I switched from Celexa to Trintellix after a friend told me that it’d reduced certain…shall we say “unwanted” side effects.

January 2017
I’d been on 20mg of Trintellix – but I was feeling good, and so I went down to 15mg. Nothing dramatic occurred; I continued to feel good, did a couple major international trips and continued adjusting to my new role as “fiancé” (Sam and I got engaged on Canada Day 2016).

May 2017
I’d been on 15mg of Trintellix – but I was feeling good, and so I went down to 10mg.

May 17, 2017
I felt sluggish at work. Later, I went for a bike ride. On my way home I passed the Molson Amphitheatre, thought about the time I saw Soundgarden there and wondered if they were playing Detroit that night (I’d looked into getting tickets but balked at the idea of driving back from Detroit on a weeknight; in retrospect this was one of the best decisions I’ll ever make).

May 18, 2017
Chris Cornell died by suicide.

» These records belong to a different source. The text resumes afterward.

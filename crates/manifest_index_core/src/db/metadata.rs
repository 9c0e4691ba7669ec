//! Named-value metadata table.
//!
//! # Responsibility
//! - Hold index-level values (schema version, last write time) outside any
//!   schema backend's tables.
//!
//! # Invariants
//! - The table layout is identical across every schema version, so the
//!   on-disk version can be read before a backend is chosen.

use crate::error::{IndexError, IndexResult};
use rusqlite::types::{FromSql, ToSql};
use rusqlite::{params, Connection, OptionalExtension};

pub const METADATA_TABLE: &str = "metadata";

pub const MAJOR_VERSION: &str = "majorVersion";
pub const MINOR_VERSION: &str = "minorVersion";
pub const LAST_WRITE_TIME: &str = "lastwritetime";

/// Creates the metadata table.
pub fn create_table(conn: &Connection) -> IndexResult<()> {
    conn.execute_batch(&format!(
        "CREATE TABLE {METADATA_TABLE} (
            name TEXT PRIMARY KEY NOT NULL,
            value NOT NULL
        );"
    ))?;
    Ok(())
}

/// Reads a required named value.
///
/// # Errors
/// - `MissingMetadata` when the entry (or the table itself) does not exist.
pub fn get_named_value<T: FromSql>(conn: &Connection, name: &'static str) -> IndexResult<T> {
    try_get_named_value(conn, name)?.ok_or(IndexError::MissingMetadata(name))
}

/// Reads a named value, returning `None` when it is absent.
pub fn try_get_named_value<T: FromSql>(
    conn: &Connection,
    name: &'static str,
) -> IndexResult<Option<T>> {
    if !table_exists(conn)? {
        return Ok(None);
    }

    let value = conn
        .query_row(
            &format!("SELECT value FROM {METADATA_TABLE} WHERE name = ?1;"),
            [name],
            |row| row.get::<_, T>(0),
        )
        .optional()?;
    Ok(value)
}

/// Inserts or replaces a named value.
pub fn set_named_value<T: ToSql>(conn: &Connection, name: &str, value: T) -> IndexResult<()> {
    conn.execute(
        &format!(
            "INSERT INTO {METADATA_TABLE} (name, value) VALUES (?1, ?2)
             ON CONFLICT(name) DO UPDATE SET value = excluded.value;"
        ),
        params![name, value],
    )?;
    Ok(())
}

fn table_exists(conn: &Connection) -> IndexResult<bool> {
    let exists: i64 = conn.query_row(
        "SELECT EXISTS(
            SELECT 1
            FROM sqlite_master
            WHERE type = 'table' AND name = ?1
        );",
        [METADATA_TABLE],
        |row| row.get(0),
    )?;
    Ok(exists == 1)
}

I was devastated, and gussed an OCD spike was imminent. And I was right – sort of. I did have a spike – but as we’ve seen I’m prone to withdrawal symptoms, and the fact Chris Cornell’s death coincided with a taper made me more vulnerable than usual. I struggled along for a week, then went back up to 15mg (which led to its own set of problems). By July I was back on my original dose of Trintellix. Again, speaking with the clarity of 20/20 hindsight, I shouldn’t have gone back up. I should’ve fought through a bit longer; I was almost certainly experiencing heightened withdrawal symptoms, no more and no less.

Let’s say, then, that my reaction to Chris Cornell’s death wasn’t an OCD spike but rather an adverse reaction to medication. That would mean I haven’t had a non-meds-related OCD lapse since late 2015 – and prior to that, 2012! That would suggest I’m doing a helluva lot better than I’m giving myself credit for. That would mean I’m living – thriving, even – with OCD. It suggests I know how and when to use my OCD toolkit. And it suggests medication, rather than helping my progress, might actually be hindering it. Indeed, as I’ve been tapering down, the biggest withdrawal symptom has been (you guessed it) obsessive thoughts.

And so we’ll continue tapering. I’m going to finish this, and then we’ll see what happens. I’m optimistic it won’t be much. I’m guessing I’ll feel a bit more anxious; the thoughts might come back a bit louder. I’m guessing I can handle both these things. I’m guessing I’ll emerge stronger than ever. I’m guessing we’ll find out soon.